In May 2025, former Momentum Movement leader András Fekete-Győr urged his party not to contest in the upcoming parliamentary election, claiming that it would only result in the dispersion of opposition votes. His proposal resulted in numerous statements and discussions in the political public in the upcoming weeks. In the next month, two opposition parties, the Everybody's Hungary Peoples' Party and the Momentum Movement decided not to run in the next election in the interest of government change. In Summer 2025, the Yes Solidarity for Hungary Movement, which ran with the Hungarian Workers' Party as Leftist Alliance in some constituencies in 2022 decided not to contest in the upcoming parliamentary election. In January 2026, three other opposition parties – Solution Movement, Second Reform Era Party and LMP – Hungary's Green Party – announced within a week that they will not run in the parliamentary election. On 7 February 2026, Dialogue – The Greens' Party, announced their withdrawal from participation after the rapid failure of their new attempt called the Humanists' Party. On 20 February, the Hungarian Socialist Party – which also governed Hungary between 1994–1998 and 2002–2010, and is one of those parties remaining from the change of system in 1990, alongside Fidesz–KDNP – withdrew from the election, saying that an electoral system that amounted to "legalised cheating" (or "legalised fraud", depending on the translation) could only be overcome by uniting behind "the strongest opposition candidate" regardless of party.

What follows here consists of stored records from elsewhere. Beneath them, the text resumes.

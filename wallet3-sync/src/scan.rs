//! Per-transaction detection of received outputs and spends.

use std::sync::Arc;

use wallet3_config::WalletConfig;

use crate::interface::OwnedKeyImages;
use crate::keys::{KeyMatcher, Keyring};
use crate::primitives::{BlockHeight, BlockTx, KeyImage, Output, Transaction};

/// Unlock times below this value are block heights, others are unix timestamps.
pub const MAX_BLOCK_NUMBER: u64 = 500_000_000;

/// Rules deciding the height at which a received output becomes spendable
#[derive(Debug, Clone, Copy, PartialEq, Eq)]
pub struct UnlockRules {
    /// Blocks an ordinary output must age
    pub spendable_age: u64,
    /// Blocks a coinbase output must age
    pub coinbase_unlock_window: u64,
    /// Seconds per block, used to convert timestamp unlock times
    pub target_block_time: u64,
}

impl UnlockRules {
    /// Rules of the configured network
    pub fn from_config(config: &WalletConfig) -> Self {
        Self {
            spendable_age: config.construction.spendable_age,
            coinbase_unlock_window: config.construction.coinbase_unlock_window,
            target_block_time: config.network.target_block_time(),
        }
    }

    /// Height from which the outputs of `tx`, mined at `height` and `timestamp`, can be spent
    pub fn unlock_height(
        &self,
        tx: &Transaction,
        height: BlockHeight,
        timestamp: u64,
    ) -> BlockHeight {
        let age = if tx.is_coinbase() {
            self.coinbase_unlock_window
        } else {
            self.spendable_age
        };
        let default_unlock = height + age;

        let requested = match tx.unlock_time {
            0 => return default_unlock,
            unlock_time if unlock_time < MAX_BLOCK_NUMBER => unlock_time,
            unlock_time if unlock_time <= timestamp => return default_unlock,
            unlock_time => {
                height + (unlock_time - timestamp).div_ceil(self.target_block_time.max(1))
            }
        };
        default_unlock.max(requested)
    }
}

/// Applies the key matcher to transactions, producing owned outputs and detecting their spends.
#[derive(Debug, Clone)]
pub struct TransactionScanner {
    keyring: Arc<Keyring>,
    unlock_rules: UnlockRules,
}

impl TransactionScanner {
    /// Creates a scanner for `keyring`
    pub fn new(keyring: Arc<Keyring>, unlock_rules: UnlockRules) -> Self {
        Self {
            keyring,
            unlock_rules,
        }
    }

    /// Returns the outputs of `tx` owned by the wallet, unspent, in output order.
    ///
    /// Owned outputs without a key image (view-only keyring) or without a global index are
    /// skipped: they could never be spent through this wallet.
    pub fn scan_received(
        &self,
        tx: &BlockTx,
        height: BlockHeight,
        timestamp: u64,
    ) -> Vec<Output> {
        let matches = KeyMatcher::new(&self.keyring).owned_outputs(tx.tx());
        if matches.is_empty() {
            return Vec::new();
        }
        let unlock_height = self.unlock_rules.unlock_height(tx.tx(), height, timestamp);

        matches
            .into_iter()
            .filter_map(|owned| {
                let Some(key_image) = owned.key_image else {
                    tracing::debug!(
                        "Output {} of tx {} is owned but has no key image",
                        owned.output_index,
                        tx.hash()
                    );
                    return None;
                };
                let Some(global_index) = tx.global_indices().get(owned.output_index as usize)
                else {
                    tracing::warn!(
                        "Output {} of tx {} is owned but has no global index",
                        owned.output_index,
                        tx.hash()
                    );
                    return None;
                };
                Some(Output::from_parts(
                    owned.amount,
                    owned.key,
                    key_image,
                    *global_index,
                    owned.subaddress,
                    unlock_height,
                    height,
                    timestamp,
                    tx.hash(),
                    owned.output_index,
                    owned.tx_pubkey,
                ))
            })
            .collect()
    }

    /// Returns the key images spent by `tx` that belong to the wallet
    pub fn scan_spent<O>(&self, tx: &Transaction, owned: &O) -> Vec<KeyImage>
    where
        O: OwnedKeyImages + ?Sized,
    {
        tx.key_images()
            .filter(|key_image| owned.is_key_image_mine(key_image))
            .copied()
            .collect()
    }
}

#[cfg(test)]
mod tests {
    use std::collections::HashSet;

    use test_case::test_case;

    use super::*;
    use crate::mocks::{self, ChainBuilder};
    use crate::primitives::{TxExtra, TxInput};

    const BLOCK_TIME: u64 = 1_600_000_000;

    fn rules() -> UnlockRules {
        UnlockRules {
            spendable_age: 10,
            coinbase_unlock_window: 30,
            target_block_time: 120,
        }
    }

    fn tx(coinbase: bool, unlock_time: u64) -> Transaction {
        let inputs = if coinbase {
            vec![TxInput::Gen { height: 100 }]
        } else {
            Vec::new()
        };
        Transaction {
            version: 4,
            unlock_time,
            inputs,
            outputs: Vec::new(),
            extra: TxExtra::default(),
            fee: 0,
        }
    }

    #[test_case(false, 0, 110 ; "normal output ages ten blocks")]
    #[test_case(true, 0, 130 ; "coinbase output ages thirty blocks")]
    #[test_case(false, 105, 110 ; "unlock height below spendable age")]
    #[test_case(false, 500, 500 ; "unlock height above spendable age")]
    #[test_case(false, BLOCK_TIME + 120 * 50, 150 ; "unlock timestamp converted to blocks")]
    #[test_case(false, BLOCK_TIME + 1, 110 ; "unlock timestamp within spendable age")]
    #[test_case(false, BLOCK_TIME - 1, 110 ; "unlock timestamp already passed")]
    fn unlock_height(coinbase: bool, unlock_time: u64, expected: BlockHeight) {
        assert_eq!(
            rules().unlock_height(&tx(coinbase, unlock_time), 100, BLOCK_TIME),
            expected
        );
    }

    #[test]
    fn scan_received_populates_owned_outputs() {
        let keys = Arc::new(mocks::keyring(1));
        let stranger = mocks::keyring(2);
        let mut chain = ChainBuilder::new();
        chain.pay(&stranger.main_address(), 3);
        chain.pay(&keys.main_address(), 10);
        let block = chain.block();
        let scanner = TransactionScanner::new(keys, rules());

        let found: Vec<Output> = block
            .transactions()
            .iter()
            .flat_map(|tx| scanner.scan_received(tx, block.height(), block.timestamp()))
            .collect();

        assert_eq!(found.len(), 1);
        let output = &found[0];
        assert_eq!(output.amount(), 10);
        assert_eq!(output.block_height(), 1);
        assert_eq!(output.unlock_height(), 11);
        assert_eq!(output.global_index(), 1);
        assert_eq!(output.tx_hash(), block.transactions()[1].hash());
        assert!(!output.spent());
    }

    #[test]
    fn scan_received_skips_outputs_without_global_index() {
        let keys = Arc::new(mocks::keyring(1));
        let mut chain = ChainBuilder::new();
        chain.pay(&keys.main_address(), 10);
        let block = chain.block();
        let paid = &block.transactions()[0];
        let stripped = BlockTx::from_parts(paid.hash(), paid.tx().clone(), Vec::new());

        let scanner = TransactionScanner::new(keys, rules());

        assert_eq!(scanner.scan_received(paid, 1, 0).len(), 1);
        assert!(scanner.scan_received(&stripped, 1, 0).is_empty());
    }

    #[test]
    fn scan_spent_returns_only_owned_key_images() {
        let keys = Arc::new(mocks::keyring(1));
        let scanner = TransactionScanner::new(keys, rules());
        let owned: HashSet<KeyImage> = [KeyImage([1; 32]), KeyImage([2; 32])].into();
        let mut chain = ChainBuilder::new();
        chain.spend(&[KeyImage([2; 32]), KeyImage([3; 32])]);
        let block = chain.block();

        let spent = scanner.scan_spent(block.transactions()[0].tx(), &owned);

        assert_eq!(spent, vec![KeyImage([2; 32])]);
        assert!(scanner
            .scan_spent(block.transactions()[0].tx(), &HashSet::new())
            .is_empty());
    }
}
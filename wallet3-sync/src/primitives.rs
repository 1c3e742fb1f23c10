//! Module for primitive structs associated with the sync engine

use std::fmt;

use getset::{CopyGetters, Getters};

/// Chain position of a block.
pub type BlockHeight = u64;

macro_rules! hash_newtype {
    ($(#[$meta:meta])* $name:ident) => {
        $(#[$meta])*
        #[derive(Debug, Clone, Copy, PartialEq, Eq, Hash, PartialOrd, Ord, Default)]
        pub struct $name(pub [u8; 32]);

        impl $name {
            /// Returns the raw bytes.
            pub fn as_bytes(&self) -> &[u8; 32] {
                &self.0
            }
        }

        impl From<[u8; 32]> for $name {
            fn from(bytes: [u8; 32]) -> Self {
                Self(bytes)
            }
        }

        impl fmt::Display for $name {
            fn fmt(&self, f: &mut fmt::Formatter<'_>) -> fmt::Result {
                f.write_str(&hex::encode(self.0))
            }
        }
    };
}

hash_newtype!(
    /// Hash identifying a block
    BlockHash
);
hash_newtype!(
    /// Hash identifying a transaction
    TxHash
);
hash_newtype!(
    /// Deterministic tag of an output's spend. Unique per output, so it identifies the spend of
    /// an owned output without revealing which ring member was real.
    KeyImage
);

/// Index of a wallet subaddress. `(0, 0)` is the primary address.
#[derive(Debug, Clone, Copy, PartialEq, Eq, Hash, PartialOrd, Ord, Default)]
pub struct SubaddressIndex {
    /// Account
    pub major: u32,
    /// Address within the account
    pub minor: u32,
}

impl SubaddressIndex {
    /// The wallet's primary address
    pub const PRIMARY: SubaddressIndex = SubaddressIndex { major: 0, minor: 0 };

    /// Creates new SubaddressIndex from parts
    pub fn new(major: u32, minor: u32) -> Self {
        Self { major, minor }
    }

    /// Returns true for the primary address
    pub fn is_primary(&self) -> bool {
        *self == Self::PRIMARY
    }
}

/// Public output of a transaction as it appears on chain.
#[derive(Debug, Clone, PartialEq, Eq)]
pub struct TxOutput {
    /// One-time public key (compressed edwards point)
    pub key: [u8; 32],
    /// First byte of the view tag hash, lets recipients skip most non-owned outputs cheaply
    pub view_tag: Option<u8>,
    /// Amount masked with the shared secret of the recipient
    pub encrypted_amount: [u8; 8],
}

/// Transaction input
#[derive(Debug, Clone, PartialEq, Eq)]
pub enum TxInput {
    /// Coinbase input, creates the block reward
    Gen {
        /// Height of the block the reward belongs to
        height: BlockHeight,
    },
    /// Spend of a ring of existing outputs
    ToKey {
        /// Relative global output indices of the ring members
        key_offsets: Vec<u64>,
        /// Key image of the real output being spent
        key_image: KeyImage,
    },
}

/// Parsed fields of a transaction's extra relevant to output detection
#[derive(Debug, Clone, Default, PartialEq, Eq)]
pub struct TxExtra {
    /// Transaction public key `R`
    pub tx_pubkey: Option<[u8; 32]>,
    /// Per-output transaction public keys, present when paying subaddresses
    pub additional_pubkeys: Vec<[u8; 32]>,
}

/// A transaction's parsed on-chain representation.
#[derive(Debug, Clone, PartialEq, Eq)]
pub struct Transaction {
    /// Transaction format version
    pub version: u8,
    /// Height (below [`crate::scan::MAX_BLOCK_NUMBER`]) or unix timestamp the outputs are locked until
    pub unlock_time: u64,
    /// Inputs
    pub inputs: Vec<TxInput>,
    /// Outputs
    pub outputs: Vec<TxOutput>,
    /// Detection-relevant extra fields
    pub extra: TxExtra,
    /// Fee paid by the transaction
    pub fee: u64,
}

impl Transaction {
    /// Returns true if the transaction creates the block reward
    pub fn is_coinbase(&self) -> bool {
        matches!(self.inputs.first(), Some(TxInput::Gen { .. }))
    }

    /// Key images of every ring input
    pub fn key_images(&self) -> impl Iterator<Item = &KeyImage> {
        self.inputs.iter().filter_map(|input| match input {
            TxInput::ToKey { key_image, .. } => Some(key_image),
            TxInput::Gen { .. } => None,
        })
    }
}

/// A transaction delivered as part of a block, with the global indices of its outputs
#[derive(Debug, Clone, Getters, CopyGetters)]
pub struct BlockTx {
    #[getset(get_copy = "pub")]
    hash: TxHash,
    #[getset(get = "pub")]
    tx: Transaction,
    #[getset(skip)]
    global_indices: Vec<u64>,
}

impl BlockTx {
    /// Creates new BlockTx from parts
    pub fn from_parts(hash: TxHash, tx: Transaction, global_indices: Vec<u64>) -> Self {
        Self {
            hash,
            tx,
            global_indices,
        }
    }

    /// Global output index of each output, in output order
    pub fn global_indices(&self) -> &[u64] {
        &self.global_indices
    }
}

/// Block data as delivered by the daemon
#[derive(Debug, Clone, CopyGetters)]
#[getset(get_copy = "pub")]
pub struct Block {
    height: BlockHeight,
    hash: BlockHash,
    timestamp: u64,
    #[getset(skip)]
    transactions: Vec<BlockTx>,
}

impl Block {
    /// Creates new Block from parts
    pub fn from_parts(
        height: BlockHeight,
        hash: BlockHash,
        timestamp: u64,
        transactions: Vec<BlockTx>,
    ) -> Self {
        Self {
            height,
            hash,
            timestamp,
            transactions,
        }
    }

    /// Transactions in block order, coinbase first
    pub fn transactions(&self) -> &[BlockTx] {
        &self.transactions
    }
}

/// An output owned by the wallet
#[derive(Debug, Clone, PartialEq, Eq, CopyGetters)]
#[getset(get_copy = "pub")]
pub struct Output {
    amount: u64,
    /// One-time public key
    key: [u8; 32],
    key_image: KeyImage,
    global_index: u64,
    subaddress: SubaddressIndex,
    unlock_height: BlockHeight,
    block_height: BlockHeight,
    block_time: u64,
    tx_hash: TxHash,
    /// Index of the output within its transaction
    output_index: u32,
    /// Transaction public key the output was derived from
    tx_pubkey: [u8; 32],
    spent: bool,
}

impl Output {
    /// Creates a new unspent Output from parts
    #[allow(clippy::too_many_arguments)]
    pub fn from_parts(
        amount: u64,
        key: [u8; 32],
        key_image: KeyImage,
        global_index: u64,
        subaddress: SubaddressIndex,
        unlock_height: BlockHeight,
        block_height: BlockHeight,
        block_time: u64,
        tx_hash: TxHash,
        output_index: u32,
        tx_pubkey: [u8; 32],
    ) -> Self {
        Self {
            amount,
            key,
            key_image,
            global_index,
            subaddress,
            unlock_height,
            block_height,
            block_time,
            tx_hash,
            output_index,
            tx_pubkey,
            spent: false,
        }
    }

    /// Flags the output as spent
    pub fn mark_spent(&mut self) {
        self.spent = true;
    }

    /// Returns true if the output can be spent in a block following `height`
    pub fn is_unlocked_at(&self, height: BlockHeight) -> bool {
        self.unlock_height <= height
    }
}

/// Spend of an owned output, identified by its key image
#[derive(Debug, Clone, Copy, PartialEq, Eq, CopyGetters)]
#[getset(get_copy = "pub")]
pub struct SpendRecord {
    key_image: KeyImage,
    height: BlockHeight,
    tx_hash: TxHash,
}

impl SpendRecord {
    /// Creates new SpendRecord from parts
    pub fn from_parts(key_image: KeyImage, height: BlockHeight, tx_hash: TxHash) -> Self {
        Self {
            key_image,
            height,
            tx_hash,
        }
    }
}

/// Public data of an output fetched from the daemon for use as a ring member
#[derive(Debug, Clone, Copy, PartialEq, Eq, CopyGetters)]
#[getset(get_copy = "pub")]
pub struct DecoyOutput {
    global_index: u64,
    key: [u8; 32],
    /// Amount commitment
    mask: [u8; 32],
    unlocked: bool,
    height: BlockHeight,
    tx_hash: TxHash,
}

impl DecoyOutput {
    /// Creates new DecoyOutput from parts
    pub fn from_parts(
        global_index: u64,
        key: [u8; 32],
        mask: [u8; 32],
        unlocked: bool,
        height: BlockHeight,
        tx_hash: TxHash,
    ) -> Self {
        Self {
            global_index,
            key,
            mask,
            unlocked,
            height,
            tx_hash,
        }
    }
}
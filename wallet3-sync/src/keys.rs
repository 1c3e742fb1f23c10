//! Wallet key material and the output ownership routines.
//!
//! Ownership follows the CryptoNote one-time address scheme: a sender publishes `R = rG` (or
//! `R = rD` for a subaddress `D`) and pays to `P = Hs(8rA ‖ i)G + B`. The recipient recomputes
//! the shared secret from its private view key `a` as `8aR` and recovers `B` from `P`.

use std::collections::HashMap;

use curve25519_dalek::{
    edwards::{CompressedEdwardsY, EdwardsPoint},
    scalar::Scalar,
};
use sha3::{Digest, Keccak256};
use zeroize::Zeroizing;

use crate::primitives::{KeyImage, SubaddressIndex, Transaction, TxOutput};

mod hash_to_point;

pub(crate) use hash_to_point::hash_to_point;

pub(crate) fn keccak256(data: &[u8]) -> [u8; 32] {
    Keccak256::digest(data).into()
}

pub(crate) fn hash_to_scalar(data: &[u8]) -> Scalar {
    Scalar::from_bytes_mod_order(keccak256(data))
}

pub(crate) fn write_varint(mut value: u64, out: &mut Vec<u8>) {
    while value >= 0x80 {
        out.push((value as u8 & 0x7f) | 0x80);
        value >>= 7;
    }
    out.push(value as u8);
}

fn decompress(bytes: &[u8; 32]) -> Option<EdwardsPoint> {
    CompressedEdwardsY(*bytes).decompress()
}

/// Public receiving address
#[derive(Debug, Clone, Copy, PartialEq, Eq, Hash)]
pub struct Address {
    /// Public spend key `B` (or `D` for a subaddress)
    pub spend_public: [u8; 32],
    /// Public view key `A` (or `C = aD` for a subaddress)
    pub view_public: [u8; 32],
    /// Subaddresses need `R = rD`, and an additional tx key per output
    pub is_subaddress: bool,
}

#[derive(Debug, Clone)]
struct SubaddressEntry {
    index: SubaddressIndex,
    /// `m` in `D = B + mG`; zero for the primary address
    offset: Scalar,
}

/// Errors constructing key material
#[derive(Debug, thiserror::Error)]
pub enum KeyError {
    /// Public key bytes are not a valid curve point
    #[error("Invalid public key {0}")]
    InvalidPublicKey(String),
}

/// The wallet's private view/spend material and the spend keys of every tracked subaddress.
pub struct Keyring {
    spend_secret: Option<Zeroizing<Scalar>>,
    view_secret: Zeroizing<Scalar>,
    spend_public: EdwardsPoint,
    view_public: EdwardsPoint,
    subaddresses: HashMap<[u8; 32], SubaddressEntry>,
}

impl std::fmt::Debug for Keyring {
    fn fmt(&self, f: &mut std::fmt::Formatter<'_>) -> std::fmt::Result {
        f.debug_struct("Keyring")
            .field("main_address", &self.main_address())
            .field("can_spend", &self.can_spend())
            .field("subaddresses", &self.tracked_addresses())
            .finish()
    }
}

impl Keyring {
    /// Creates a full keyring from the private spend and view keys
    pub fn new(spend_secret: Scalar, view_secret: Scalar) -> Self {
        let spend_public = EdwardsPoint::mul_base(&spend_secret);
        Self::from_parts(Some(spend_secret), spend_public, view_secret)
    }

    /// Deterministic keyring; the view key is the hash of the spend key
    pub fn from_seed(seed: [u8; 32]) -> Self {
        let spend_secret = Scalar::from_bytes_mod_order(seed);
        let view_secret = hash_to_scalar(spend_secret.as_bytes());
        Self::new(spend_secret, view_secret)
    }

    /// Creates a view-only keyring. It detects received outputs but cannot derive key images.
    pub fn view_only(spend_public: [u8; 32], view_secret: Scalar) -> Result<Self, KeyError> {
        let spend_public = decompress(&spend_public)
            .ok_or_else(|| KeyError::InvalidPublicKey(hex::encode(spend_public)))?;
        Ok(Self::from_parts(None, spend_public, view_secret))
    }

    fn from_parts(
        spend_secret: Option<Scalar>,
        spend_public: EdwardsPoint,
        view_secret: Scalar,
    ) -> Self {
        let mut keyring = Self {
            spend_secret: spend_secret.map(Zeroizing::new),
            view_public: EdwardsPoint::mul_base(&view_secret),
            view_secret: Zeroizing::new(view_secret),
            spend_public,
            subaddresses: HashMap::new(),
        };
        keyring.subaddresses.insert(
            spend_public.compress().to_bytes(),
            SubaddressEntry {
                index: SubaddressIndex::PRIMARY,
                offset: Scalar::ZERO,
            },
        );
        keyring
    }

    /// Tracks every subaddress `(major, minor)` with `major < majors` and `minor < minors`
    pub fn with_subaddress_lookahead(mut self, majors: u32, minors: u32) -> Self {
        for major in 0..majors {
            for minor in 0..minors {
                self.add_subaddress(SubaddressIndex::new(major, minor));
            }
        }
        self
    }

    /// Tracks a single subaddress
    pub fn add_subaddress(&mut self, index: SubaddressIndex) {
        if index.is_primary() {
            return;
        }
        let offset = self.subaddress_offset(index);
        let spend_key = self.spend_public + EdwardsPoint::mul_base(&offset);
        self.subaddresses
            .insert(spend_key.compress().to_bytes(), SubaddressEntry { index, offset });
    }

    fn subaddress_offset(&self, index: SubaddressIndex) -> Scalar {
        let mut data = Zeroizing::new(Vec::with_capacity(48));
        data.extend_from_slice(b"SubAddr\0");
        data.extend_from_slice(self.view_secret.as_bytes());
        data.extend_from_slice(&index.major.to_le_bytes());
        data.extend_from_slice(&index.minor.to_le_bytes());
        hash_to_scalar(&data)
    }

    /// The primary receiving address
    pub fn main_address(&self) -> Address {
        Address {
            spend_public: self.spend_public.compress().to_bytes(),
            view_public: self.view_public.compress().to_bytes(),
            is_subaddress: false,
        }
    }

    /// Receiving address for a subaddress index
    pub fn subaddress(&self, index: SubaddressIndex) -> Address {
        if index.is_primary() {
            return self.main_address();
        }
        let spend_key = self.spend_public + EdwardsPoint::mul_base(&self.subaddress_offset(index));
        let view_key = &*self.view_secret * spend_key;
        Address {
            spend_public: spend_key.compress().to_bytes(),
            view_public: view_key.compress().to_bytes(),
            is_subaddress: true,
        }
    }

    /// Number of tracked addresses, the primary included
    pub fn tracked_addresses(&self) -> usize {
        self.subaddresses.len()
    }

    /// Returns true if the keyring holds the private spend key
    pub fn can_spend(&self) -> bool {
        self.spend_secret.is_some()
    }
}

/// An output of a transaction found to belong to the wallet
#[derive(Debug, Clone, PartialEq, Eq)]
pub struct OwnedMatch {
    /// Index of the output within the transaction
    pub output_index: u32,
    /// Decrypted amount
    pub amount: u64,
    /// One-time public key
    pub key: [u8; 32],
    /// `None` for view-only keyrings
    pub key_image: Option<KeyImage>,
    /// Subaddress the output was paid to
    pub subaddress: SubaddressIndex,
    /// Transaction public key the shared secret was derived from
    pub tx_pubkey: [u8; 32],
}

/// Maps a transaction's public outputs to the outputs owned by a keyring. Holds no state of its own.
#[derive(Debug, Clone, Copy)]
pub struct KeyMatcher<'a> {
    keys: &'a Keyring,
}

struct Derivation {
    tx_pubkey: [u8; 32],
    shared: [u8; 32],
}

impl<'a> KeyMatcher<'a> {
    /// Creates a matcher for `keys`
    pub fn new(keys: &'a Keyring) -> Self {
        Self { keys }
    }

    /// Returns every output of `tx` paying one of the tracked addresses, in output order.
    /// Invalid points are treated as not owned.
    pub fn owned_outputs(&self, tx: &Transaction) -> Vec<OwnedMatch> {
        let primary = tx
            .extra
            .tx_pubkey
            .and_then(|tx_pubkey| self.derivation(tx_pubkey));

        tx.outputs
            .iter()
            .enumerate()
            .filter_map(|(output_index, output)| {
                let additional = tx
                    .extra
                    .additional_pubkeys
                    .get(output_index)
                    .and_then(|tx_pubkey| self.derivation(*tx_pubkey));
                primary
                    .iter()
                    .chain(additional.iter())
                    .find_map(|derivation| self.try_match(derivation, output_index, output))
            })
            .collect()
    }

    fn derivation(&self, tx_pubkey: [u8; 32]) -> Option<Derivation> {
        let point = decompress(&tx_pubkey)?;
        let shared = (&*self.keys.view_secret * point)
            .mul_by_cofactor()
            .compress()
            .to_bytes();
        Some(Derivation { tx_pubkey, shared })
    }

    fn try_match(
        &self,
        derivation: &Derivation,
        output_index: usize,
        output: &TxOutput,
    ) -> Option<OwnedMatch> {
        let secrets = OutputSecrets::new(&derivation.shared, output_index as u64);
        if let Some(view_tag) = output.view_tag {
            if view_tag != secrets.view_tag {
                return None;
            }
        }

        let output_key = decompress(&output.key)?;
        let spend_candidate = output_key - EdwardsPoint::mul_base(&secrets.shared_scalar);
        let entry = self
            .keys
            .subaddresses
            .get(&spend_candidate.compress().to_bytes())?;

        let key_image = self.keys.spend_secret.as_ref().and_then(|spend_secret| {
            let one_time_secret =
                Zeroizing::new(**spend_secret + secrets.shared_scalar + entry.offset);
            let image = &*one_time_secret * hash_to_point(&output.key)?;
            Some(KeyImage(image.compress().to_bytes()))
        });

        Some(OwnedMatch {
            output_index: output_index as u32,
            amount: secrets.decrypt_amount(output.encrypted_amount),
            key: output.key,
            key_image,
            subaddress: entry.index,
            tx_pubkey: derivation.tx_pubkey,
        })
    }
}

struct OutputSecrets {
    view_tag: u8,
    shared_scalar: Scalar,
}

impl OutputSecrets {
    fn new(shared: &[u8; 32], output_index: u64) -> Self {
        let mut derivation = Zeroizing::new(Vec::with_capacity(48));
        derivation.extend_from_slice(shared);
        write_varint(output_index, &mut derivation);

        let view_tag = keccak256(&[b"view_tag".as_slice(), derivation.as_slice()].concat())[0];

        Self {
            view_tag,
            shared_scalar: hash_to_scalar(&derivation),
        }
    }

    fn amount_mask(&self) -> u64 {
        let mut data = Zeroizing::new(b"amount".to_vec());
        data.extend_from_slice(self.shared_scalar.as_bytes());
        let hash = keccak256(&data);
        let mut mask = [0u8; 8];
        mask.copy_from_slice(&hash[..8]);
        u64::from_le_bytes(mask)
    }

    fn encrypt_amount(&self, amount: u64) -> [u8; 8] {
        (amount ^ self.amount_mask()).to_le_bytes()
    }

    fn decrypt_amount(&self, encrypted: [u8; 8]) -> u64 {
        u64::from_le_bytes(encrypted) ^ self.amount_mask()
    }
}

/// Sender side of an output: the public output and the tx public key the recipient derives from.
#[derive(Debug, Clone, PartialEq, Eq)]
pub struct DerivedOutput {
    /// Public output to place in the transaction
    pub output: TxOutput,
    /// `rG`, or `rD` for a subaddress
    pub tx_pubkey: [u8; 32],
}

/// Derives the one-time output paying `amount` to `address` at `output_index`, using the
/// transaction secret `r`. Returns `None` if the address keys are not valid points.
pub fn derive_output(
    tx_secret: &Scalar,
    address: &Address,
    output_index: u64,
    amount: u64,
) -> Option<DerivedOutput> {
    let spend_public = decompress(&address.spend_public)?;
    let view_public = decompress(&address.view_public)?;

    let tx_pubkey = if address.is_subaddress {
        tx_secret * spend_public
    } else {
        EdwardsPoint::mul_base(tx_secret)
    };
    let shared = (tx_secret * view_public)
        .mul_by_cofactor()
        .compress()
        .to_bytes();
    let secrets = OutputSecrets::new(&shared, output_index);
    let key = EdwardsPoint::mul_base(&secrets.shared_scalar) + spend_public;

    Some(DerivedOutput {
        output: TxOutput {
            key: key.compress().to_bytes(),
            view_tag: Some(secrets.view_tag),
            encrypted_amount: secrets.encrypt_amount(amount),
        },
        tx_pubkey: tx_pubkey.compress().to_bytes(),
    })
}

=== Amendment of the electoral law ===

On 17 December 2024, the National Assembly voted on changes to the constituencies. As a result, the number of electoral districts in Budapest decreased from 18 to 16, while in Pest County the number of districts increased from 12 to 14. Border changes in some parts of Csongrád-Csanád County and Fejér County also happened. The ruling Fidesz–KDNP made the decision citing demographic changes in the 2022 census. According to the opposition, the real goal was to weaken their position in the constituencies, mainly capital ones, where they were previously elected directly. The changes were accused of amounting to gerrymandering, with the opposition Tisza Party needing to win by around 3–5 points in the national vote in order to get a majority in the Assembly.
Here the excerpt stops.